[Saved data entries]
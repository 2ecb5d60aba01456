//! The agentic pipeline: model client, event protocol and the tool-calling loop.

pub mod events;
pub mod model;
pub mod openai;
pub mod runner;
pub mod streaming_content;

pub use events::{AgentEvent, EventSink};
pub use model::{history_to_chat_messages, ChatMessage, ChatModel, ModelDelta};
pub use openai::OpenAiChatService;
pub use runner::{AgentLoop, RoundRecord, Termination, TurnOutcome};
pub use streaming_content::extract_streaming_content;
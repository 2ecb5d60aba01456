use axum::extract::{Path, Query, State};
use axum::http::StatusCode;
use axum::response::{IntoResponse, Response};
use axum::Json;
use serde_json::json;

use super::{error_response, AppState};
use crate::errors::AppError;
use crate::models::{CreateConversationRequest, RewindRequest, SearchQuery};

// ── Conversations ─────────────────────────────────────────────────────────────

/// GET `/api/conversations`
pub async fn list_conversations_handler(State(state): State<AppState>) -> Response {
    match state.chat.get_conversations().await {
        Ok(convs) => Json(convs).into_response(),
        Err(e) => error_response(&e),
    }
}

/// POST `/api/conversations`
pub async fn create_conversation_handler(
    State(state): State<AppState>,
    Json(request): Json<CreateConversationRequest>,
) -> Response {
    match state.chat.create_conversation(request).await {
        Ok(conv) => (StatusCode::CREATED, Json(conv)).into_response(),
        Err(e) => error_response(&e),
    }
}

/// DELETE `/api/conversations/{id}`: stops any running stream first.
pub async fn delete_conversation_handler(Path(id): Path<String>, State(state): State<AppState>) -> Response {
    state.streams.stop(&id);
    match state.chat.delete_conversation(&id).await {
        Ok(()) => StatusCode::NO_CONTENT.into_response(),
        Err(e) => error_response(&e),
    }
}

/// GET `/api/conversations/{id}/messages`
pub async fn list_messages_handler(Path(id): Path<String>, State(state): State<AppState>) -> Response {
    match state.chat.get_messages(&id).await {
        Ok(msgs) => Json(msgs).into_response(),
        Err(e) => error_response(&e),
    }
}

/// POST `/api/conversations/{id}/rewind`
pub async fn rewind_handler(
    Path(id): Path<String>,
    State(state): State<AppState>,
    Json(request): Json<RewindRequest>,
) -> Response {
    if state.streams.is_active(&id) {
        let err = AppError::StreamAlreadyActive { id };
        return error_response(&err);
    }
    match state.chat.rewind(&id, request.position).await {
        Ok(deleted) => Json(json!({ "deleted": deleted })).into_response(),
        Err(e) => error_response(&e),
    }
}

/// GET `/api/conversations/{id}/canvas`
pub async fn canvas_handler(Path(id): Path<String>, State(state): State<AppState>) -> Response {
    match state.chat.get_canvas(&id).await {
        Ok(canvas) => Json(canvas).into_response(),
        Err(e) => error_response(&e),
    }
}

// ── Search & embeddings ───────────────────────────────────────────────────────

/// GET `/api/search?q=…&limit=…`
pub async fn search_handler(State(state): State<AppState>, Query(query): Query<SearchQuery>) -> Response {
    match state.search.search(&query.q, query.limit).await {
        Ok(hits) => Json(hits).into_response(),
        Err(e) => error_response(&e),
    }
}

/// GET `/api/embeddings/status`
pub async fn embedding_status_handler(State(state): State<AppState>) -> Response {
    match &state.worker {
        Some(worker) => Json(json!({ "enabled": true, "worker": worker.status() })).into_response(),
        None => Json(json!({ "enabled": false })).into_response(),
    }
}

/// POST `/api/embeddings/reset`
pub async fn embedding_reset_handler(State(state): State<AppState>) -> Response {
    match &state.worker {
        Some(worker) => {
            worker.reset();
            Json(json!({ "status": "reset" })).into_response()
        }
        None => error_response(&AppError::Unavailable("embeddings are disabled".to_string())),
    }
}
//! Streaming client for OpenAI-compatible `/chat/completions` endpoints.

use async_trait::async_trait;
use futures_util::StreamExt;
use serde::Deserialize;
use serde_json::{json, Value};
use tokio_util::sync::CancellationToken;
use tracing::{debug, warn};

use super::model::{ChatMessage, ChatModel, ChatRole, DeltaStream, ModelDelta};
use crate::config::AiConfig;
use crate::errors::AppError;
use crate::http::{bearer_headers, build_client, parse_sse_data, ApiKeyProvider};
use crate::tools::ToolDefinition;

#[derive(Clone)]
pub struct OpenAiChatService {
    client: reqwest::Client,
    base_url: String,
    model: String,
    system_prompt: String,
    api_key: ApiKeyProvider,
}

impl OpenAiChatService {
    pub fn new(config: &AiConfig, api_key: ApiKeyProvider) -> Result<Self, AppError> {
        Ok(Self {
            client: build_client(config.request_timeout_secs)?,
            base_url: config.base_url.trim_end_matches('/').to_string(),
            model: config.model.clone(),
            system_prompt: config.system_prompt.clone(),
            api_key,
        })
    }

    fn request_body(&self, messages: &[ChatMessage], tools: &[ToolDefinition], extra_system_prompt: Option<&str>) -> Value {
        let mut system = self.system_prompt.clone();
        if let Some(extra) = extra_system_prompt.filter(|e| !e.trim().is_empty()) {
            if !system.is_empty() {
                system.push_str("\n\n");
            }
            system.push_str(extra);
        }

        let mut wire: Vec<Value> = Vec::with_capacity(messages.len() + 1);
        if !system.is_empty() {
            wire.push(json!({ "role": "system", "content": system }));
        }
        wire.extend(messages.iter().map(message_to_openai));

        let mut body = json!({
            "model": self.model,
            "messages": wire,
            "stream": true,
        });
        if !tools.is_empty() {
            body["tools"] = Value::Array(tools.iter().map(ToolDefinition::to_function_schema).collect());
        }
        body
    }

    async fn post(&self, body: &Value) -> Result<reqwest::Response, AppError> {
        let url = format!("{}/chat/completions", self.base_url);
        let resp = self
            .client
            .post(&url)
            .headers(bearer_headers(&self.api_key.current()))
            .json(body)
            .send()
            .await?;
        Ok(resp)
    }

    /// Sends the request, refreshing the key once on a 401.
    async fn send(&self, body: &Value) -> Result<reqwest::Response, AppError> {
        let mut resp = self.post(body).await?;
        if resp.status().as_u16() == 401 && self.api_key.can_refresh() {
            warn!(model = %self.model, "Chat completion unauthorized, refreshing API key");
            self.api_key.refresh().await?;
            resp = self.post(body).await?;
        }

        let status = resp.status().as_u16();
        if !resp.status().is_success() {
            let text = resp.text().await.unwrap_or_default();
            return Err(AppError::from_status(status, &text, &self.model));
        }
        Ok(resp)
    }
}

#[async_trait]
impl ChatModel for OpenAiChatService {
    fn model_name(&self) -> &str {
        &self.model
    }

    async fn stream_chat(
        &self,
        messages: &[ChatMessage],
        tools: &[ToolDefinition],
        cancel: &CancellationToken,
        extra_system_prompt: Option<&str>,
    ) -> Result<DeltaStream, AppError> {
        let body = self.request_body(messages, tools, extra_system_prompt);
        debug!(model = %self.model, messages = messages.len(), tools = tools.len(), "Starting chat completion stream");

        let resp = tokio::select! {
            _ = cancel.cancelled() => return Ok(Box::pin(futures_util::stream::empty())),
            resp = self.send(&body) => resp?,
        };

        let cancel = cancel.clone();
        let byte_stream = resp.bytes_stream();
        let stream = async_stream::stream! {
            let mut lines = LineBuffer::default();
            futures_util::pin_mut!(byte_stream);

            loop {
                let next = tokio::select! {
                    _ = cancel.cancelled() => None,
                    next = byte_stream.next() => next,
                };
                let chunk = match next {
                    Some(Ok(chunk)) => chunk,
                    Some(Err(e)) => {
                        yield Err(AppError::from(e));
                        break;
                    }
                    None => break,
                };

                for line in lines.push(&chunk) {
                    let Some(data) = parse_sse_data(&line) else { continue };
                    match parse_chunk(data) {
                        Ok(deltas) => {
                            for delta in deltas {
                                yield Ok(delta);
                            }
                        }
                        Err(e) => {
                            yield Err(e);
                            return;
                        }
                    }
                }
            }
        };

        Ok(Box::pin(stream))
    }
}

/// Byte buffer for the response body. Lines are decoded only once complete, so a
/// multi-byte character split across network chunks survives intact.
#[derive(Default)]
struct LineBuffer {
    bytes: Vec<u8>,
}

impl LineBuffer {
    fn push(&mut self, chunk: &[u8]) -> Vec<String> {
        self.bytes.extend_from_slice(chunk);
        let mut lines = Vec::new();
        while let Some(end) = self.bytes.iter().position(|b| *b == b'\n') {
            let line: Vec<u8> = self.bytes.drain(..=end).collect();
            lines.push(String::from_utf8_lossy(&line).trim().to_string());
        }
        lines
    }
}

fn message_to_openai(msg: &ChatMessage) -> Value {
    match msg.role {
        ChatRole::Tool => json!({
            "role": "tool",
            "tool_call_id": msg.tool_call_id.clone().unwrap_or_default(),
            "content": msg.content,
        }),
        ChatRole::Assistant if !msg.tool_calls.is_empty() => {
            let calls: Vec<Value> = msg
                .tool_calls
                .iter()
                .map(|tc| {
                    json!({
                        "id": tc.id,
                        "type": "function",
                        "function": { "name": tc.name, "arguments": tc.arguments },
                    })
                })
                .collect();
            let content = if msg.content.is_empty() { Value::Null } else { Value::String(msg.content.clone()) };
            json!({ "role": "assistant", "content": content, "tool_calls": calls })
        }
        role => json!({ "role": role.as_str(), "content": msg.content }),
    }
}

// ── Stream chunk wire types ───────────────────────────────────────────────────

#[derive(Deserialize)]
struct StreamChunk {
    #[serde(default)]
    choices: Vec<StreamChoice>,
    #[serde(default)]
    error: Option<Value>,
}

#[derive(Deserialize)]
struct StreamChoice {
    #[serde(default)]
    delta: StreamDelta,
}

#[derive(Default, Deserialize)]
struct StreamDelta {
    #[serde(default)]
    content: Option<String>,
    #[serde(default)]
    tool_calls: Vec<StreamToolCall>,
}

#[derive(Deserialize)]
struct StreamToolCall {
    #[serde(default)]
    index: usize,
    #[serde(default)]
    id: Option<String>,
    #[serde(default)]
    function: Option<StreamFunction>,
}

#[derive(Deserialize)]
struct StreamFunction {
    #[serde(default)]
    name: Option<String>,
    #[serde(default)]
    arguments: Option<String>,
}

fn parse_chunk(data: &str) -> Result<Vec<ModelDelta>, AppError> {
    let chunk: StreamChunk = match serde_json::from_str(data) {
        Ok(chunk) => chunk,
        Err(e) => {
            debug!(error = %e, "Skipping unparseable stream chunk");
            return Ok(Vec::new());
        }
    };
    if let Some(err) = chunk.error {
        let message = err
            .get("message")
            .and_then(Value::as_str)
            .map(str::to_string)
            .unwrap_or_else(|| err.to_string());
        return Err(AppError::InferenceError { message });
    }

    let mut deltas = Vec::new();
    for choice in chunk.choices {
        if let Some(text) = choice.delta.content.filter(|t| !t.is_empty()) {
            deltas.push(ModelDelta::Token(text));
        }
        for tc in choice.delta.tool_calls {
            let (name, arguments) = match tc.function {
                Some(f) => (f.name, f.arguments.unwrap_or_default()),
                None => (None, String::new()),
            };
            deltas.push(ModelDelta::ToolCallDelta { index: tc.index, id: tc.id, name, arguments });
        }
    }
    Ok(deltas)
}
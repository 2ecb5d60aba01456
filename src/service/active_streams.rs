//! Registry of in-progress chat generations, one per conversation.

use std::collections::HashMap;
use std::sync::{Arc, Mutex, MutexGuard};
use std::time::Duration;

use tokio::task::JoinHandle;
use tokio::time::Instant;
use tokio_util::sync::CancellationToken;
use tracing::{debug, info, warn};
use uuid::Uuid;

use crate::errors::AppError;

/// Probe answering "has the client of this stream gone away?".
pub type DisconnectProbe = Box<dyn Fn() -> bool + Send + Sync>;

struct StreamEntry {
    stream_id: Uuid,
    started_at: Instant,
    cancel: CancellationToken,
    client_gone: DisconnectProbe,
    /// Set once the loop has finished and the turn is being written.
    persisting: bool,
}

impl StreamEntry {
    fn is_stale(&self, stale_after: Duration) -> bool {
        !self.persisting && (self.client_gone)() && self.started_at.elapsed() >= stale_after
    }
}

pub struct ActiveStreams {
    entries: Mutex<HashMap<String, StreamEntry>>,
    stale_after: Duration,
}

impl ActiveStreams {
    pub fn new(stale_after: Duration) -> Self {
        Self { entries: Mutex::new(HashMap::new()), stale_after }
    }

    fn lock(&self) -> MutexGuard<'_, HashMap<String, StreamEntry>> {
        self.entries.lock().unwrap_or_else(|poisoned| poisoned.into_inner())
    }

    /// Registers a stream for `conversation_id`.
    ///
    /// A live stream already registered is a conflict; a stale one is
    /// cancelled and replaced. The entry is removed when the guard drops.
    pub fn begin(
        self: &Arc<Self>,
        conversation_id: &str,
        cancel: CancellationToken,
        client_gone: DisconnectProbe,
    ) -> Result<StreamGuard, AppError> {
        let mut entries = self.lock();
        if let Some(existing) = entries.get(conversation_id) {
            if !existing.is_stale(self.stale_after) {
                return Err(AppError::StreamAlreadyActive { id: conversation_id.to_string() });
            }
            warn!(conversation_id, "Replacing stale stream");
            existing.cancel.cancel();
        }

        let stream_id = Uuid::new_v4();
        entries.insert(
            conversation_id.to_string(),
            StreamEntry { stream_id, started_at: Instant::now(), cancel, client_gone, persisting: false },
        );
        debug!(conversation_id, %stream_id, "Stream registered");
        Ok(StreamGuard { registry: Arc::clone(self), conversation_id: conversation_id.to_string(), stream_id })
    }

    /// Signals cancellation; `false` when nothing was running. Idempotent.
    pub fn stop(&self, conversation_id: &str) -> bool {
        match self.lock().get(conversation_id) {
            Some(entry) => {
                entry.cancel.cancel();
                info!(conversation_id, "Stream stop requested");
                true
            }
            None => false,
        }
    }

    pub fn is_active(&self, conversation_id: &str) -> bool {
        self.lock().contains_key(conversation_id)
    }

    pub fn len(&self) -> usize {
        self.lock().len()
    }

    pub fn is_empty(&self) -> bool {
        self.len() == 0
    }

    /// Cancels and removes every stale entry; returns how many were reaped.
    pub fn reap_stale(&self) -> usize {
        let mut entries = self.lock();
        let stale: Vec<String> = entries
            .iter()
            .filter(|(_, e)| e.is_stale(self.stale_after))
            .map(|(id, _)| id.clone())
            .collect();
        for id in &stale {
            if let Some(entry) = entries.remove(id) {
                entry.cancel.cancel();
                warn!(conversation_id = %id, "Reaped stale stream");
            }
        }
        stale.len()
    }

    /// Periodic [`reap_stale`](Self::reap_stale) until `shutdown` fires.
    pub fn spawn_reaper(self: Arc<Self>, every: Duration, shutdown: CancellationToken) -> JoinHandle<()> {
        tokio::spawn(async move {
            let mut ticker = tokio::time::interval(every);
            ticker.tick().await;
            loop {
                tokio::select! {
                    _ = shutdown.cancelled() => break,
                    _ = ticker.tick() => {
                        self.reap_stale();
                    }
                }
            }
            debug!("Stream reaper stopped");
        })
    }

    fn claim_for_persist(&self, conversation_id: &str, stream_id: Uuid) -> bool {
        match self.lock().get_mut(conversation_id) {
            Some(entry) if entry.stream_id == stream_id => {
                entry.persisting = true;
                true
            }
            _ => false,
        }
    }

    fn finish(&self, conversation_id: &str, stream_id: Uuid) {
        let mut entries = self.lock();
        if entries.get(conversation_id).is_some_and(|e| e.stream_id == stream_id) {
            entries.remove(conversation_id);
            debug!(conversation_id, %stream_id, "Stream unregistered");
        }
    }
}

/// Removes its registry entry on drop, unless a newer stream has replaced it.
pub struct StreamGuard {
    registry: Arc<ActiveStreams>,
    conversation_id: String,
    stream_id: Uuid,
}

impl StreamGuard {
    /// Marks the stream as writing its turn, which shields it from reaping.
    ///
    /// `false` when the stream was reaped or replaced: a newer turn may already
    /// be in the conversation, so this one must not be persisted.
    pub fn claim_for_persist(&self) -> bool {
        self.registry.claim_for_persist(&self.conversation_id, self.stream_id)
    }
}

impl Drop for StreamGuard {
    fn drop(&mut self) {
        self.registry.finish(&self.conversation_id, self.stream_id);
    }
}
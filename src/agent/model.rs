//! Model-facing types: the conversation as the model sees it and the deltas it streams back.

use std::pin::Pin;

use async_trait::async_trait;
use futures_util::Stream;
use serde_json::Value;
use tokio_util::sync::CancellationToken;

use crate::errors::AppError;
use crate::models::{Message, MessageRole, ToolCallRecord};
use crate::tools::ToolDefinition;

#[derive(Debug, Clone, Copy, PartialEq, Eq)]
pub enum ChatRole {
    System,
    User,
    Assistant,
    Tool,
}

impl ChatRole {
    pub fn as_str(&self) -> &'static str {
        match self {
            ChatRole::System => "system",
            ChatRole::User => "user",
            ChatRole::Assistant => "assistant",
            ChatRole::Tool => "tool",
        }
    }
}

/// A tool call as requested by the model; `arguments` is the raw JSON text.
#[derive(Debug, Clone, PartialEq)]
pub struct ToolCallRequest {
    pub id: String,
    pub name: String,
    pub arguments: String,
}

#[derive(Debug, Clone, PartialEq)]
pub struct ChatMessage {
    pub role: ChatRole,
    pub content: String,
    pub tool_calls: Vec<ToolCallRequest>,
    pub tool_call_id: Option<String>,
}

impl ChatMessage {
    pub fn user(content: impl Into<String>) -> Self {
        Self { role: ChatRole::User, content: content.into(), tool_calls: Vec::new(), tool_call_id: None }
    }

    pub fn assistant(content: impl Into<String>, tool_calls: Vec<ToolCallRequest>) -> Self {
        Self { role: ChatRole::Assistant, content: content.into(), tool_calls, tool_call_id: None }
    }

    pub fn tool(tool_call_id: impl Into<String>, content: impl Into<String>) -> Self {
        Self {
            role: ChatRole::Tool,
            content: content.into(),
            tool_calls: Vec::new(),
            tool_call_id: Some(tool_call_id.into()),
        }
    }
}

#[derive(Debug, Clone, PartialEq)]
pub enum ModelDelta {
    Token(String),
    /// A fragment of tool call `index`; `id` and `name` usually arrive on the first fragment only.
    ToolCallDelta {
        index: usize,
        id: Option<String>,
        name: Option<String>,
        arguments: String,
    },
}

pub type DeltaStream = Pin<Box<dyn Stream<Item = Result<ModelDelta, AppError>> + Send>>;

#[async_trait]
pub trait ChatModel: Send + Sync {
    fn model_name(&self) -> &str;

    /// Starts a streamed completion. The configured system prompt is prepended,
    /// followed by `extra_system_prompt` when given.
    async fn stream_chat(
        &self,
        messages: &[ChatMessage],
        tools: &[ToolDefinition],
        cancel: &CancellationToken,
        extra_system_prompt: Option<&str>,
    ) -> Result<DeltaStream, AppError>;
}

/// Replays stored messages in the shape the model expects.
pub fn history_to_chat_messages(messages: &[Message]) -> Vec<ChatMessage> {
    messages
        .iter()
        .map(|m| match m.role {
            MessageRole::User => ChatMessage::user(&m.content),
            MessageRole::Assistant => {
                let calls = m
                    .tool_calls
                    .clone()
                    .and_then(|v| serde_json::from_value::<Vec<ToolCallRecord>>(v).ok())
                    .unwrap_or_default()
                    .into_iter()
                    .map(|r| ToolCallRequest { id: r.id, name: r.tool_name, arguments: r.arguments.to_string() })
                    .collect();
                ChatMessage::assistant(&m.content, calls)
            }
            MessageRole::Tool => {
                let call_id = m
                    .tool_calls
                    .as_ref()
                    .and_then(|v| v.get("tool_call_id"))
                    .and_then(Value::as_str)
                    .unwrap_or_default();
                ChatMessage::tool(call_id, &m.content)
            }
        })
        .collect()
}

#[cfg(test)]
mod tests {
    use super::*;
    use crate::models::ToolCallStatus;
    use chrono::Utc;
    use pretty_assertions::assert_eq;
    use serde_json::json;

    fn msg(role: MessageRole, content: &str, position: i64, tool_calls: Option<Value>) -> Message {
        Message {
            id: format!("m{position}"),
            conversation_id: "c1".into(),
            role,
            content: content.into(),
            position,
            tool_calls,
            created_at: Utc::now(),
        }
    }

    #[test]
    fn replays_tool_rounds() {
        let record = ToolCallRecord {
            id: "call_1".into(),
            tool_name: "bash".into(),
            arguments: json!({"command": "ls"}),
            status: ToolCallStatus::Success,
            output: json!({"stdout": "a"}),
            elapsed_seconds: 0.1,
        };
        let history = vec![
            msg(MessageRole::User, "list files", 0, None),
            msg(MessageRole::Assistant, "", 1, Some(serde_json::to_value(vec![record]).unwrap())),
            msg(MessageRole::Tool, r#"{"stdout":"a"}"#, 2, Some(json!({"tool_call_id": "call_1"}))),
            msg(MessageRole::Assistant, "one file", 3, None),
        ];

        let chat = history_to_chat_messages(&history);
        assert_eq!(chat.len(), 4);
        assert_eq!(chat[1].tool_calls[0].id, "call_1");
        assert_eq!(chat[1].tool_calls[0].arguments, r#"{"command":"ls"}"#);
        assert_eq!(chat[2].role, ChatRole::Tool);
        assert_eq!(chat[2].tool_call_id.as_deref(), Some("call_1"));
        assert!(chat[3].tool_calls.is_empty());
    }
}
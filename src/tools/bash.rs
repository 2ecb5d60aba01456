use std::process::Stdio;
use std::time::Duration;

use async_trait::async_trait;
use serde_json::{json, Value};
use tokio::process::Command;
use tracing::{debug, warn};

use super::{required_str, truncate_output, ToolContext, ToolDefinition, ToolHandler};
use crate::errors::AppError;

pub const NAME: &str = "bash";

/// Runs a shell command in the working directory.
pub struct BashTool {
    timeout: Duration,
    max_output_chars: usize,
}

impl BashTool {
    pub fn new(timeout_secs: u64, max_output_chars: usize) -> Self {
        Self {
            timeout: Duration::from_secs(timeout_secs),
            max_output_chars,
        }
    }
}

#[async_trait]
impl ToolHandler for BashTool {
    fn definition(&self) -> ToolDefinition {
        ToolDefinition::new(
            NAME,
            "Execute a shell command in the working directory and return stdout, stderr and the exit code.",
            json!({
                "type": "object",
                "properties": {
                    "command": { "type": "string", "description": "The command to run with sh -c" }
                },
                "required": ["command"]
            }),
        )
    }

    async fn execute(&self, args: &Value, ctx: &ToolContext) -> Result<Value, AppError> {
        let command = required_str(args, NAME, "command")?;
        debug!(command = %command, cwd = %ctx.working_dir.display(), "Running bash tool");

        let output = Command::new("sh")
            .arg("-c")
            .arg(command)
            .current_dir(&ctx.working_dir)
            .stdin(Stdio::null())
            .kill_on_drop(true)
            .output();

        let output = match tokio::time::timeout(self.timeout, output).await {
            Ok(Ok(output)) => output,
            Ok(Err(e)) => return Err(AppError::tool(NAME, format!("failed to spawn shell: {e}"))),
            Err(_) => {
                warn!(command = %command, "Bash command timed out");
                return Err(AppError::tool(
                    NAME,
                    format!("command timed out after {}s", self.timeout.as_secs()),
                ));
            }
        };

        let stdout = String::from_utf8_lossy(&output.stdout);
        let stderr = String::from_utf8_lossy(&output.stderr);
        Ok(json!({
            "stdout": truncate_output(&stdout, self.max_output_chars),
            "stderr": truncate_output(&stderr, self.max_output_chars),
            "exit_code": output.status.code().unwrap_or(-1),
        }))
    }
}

## [What the task asks]
Out of the entries, pull every line that mentions "StreamChoice".

## [Result below]
    choices: Vec<StreamChoice>,
struct StreamChoice {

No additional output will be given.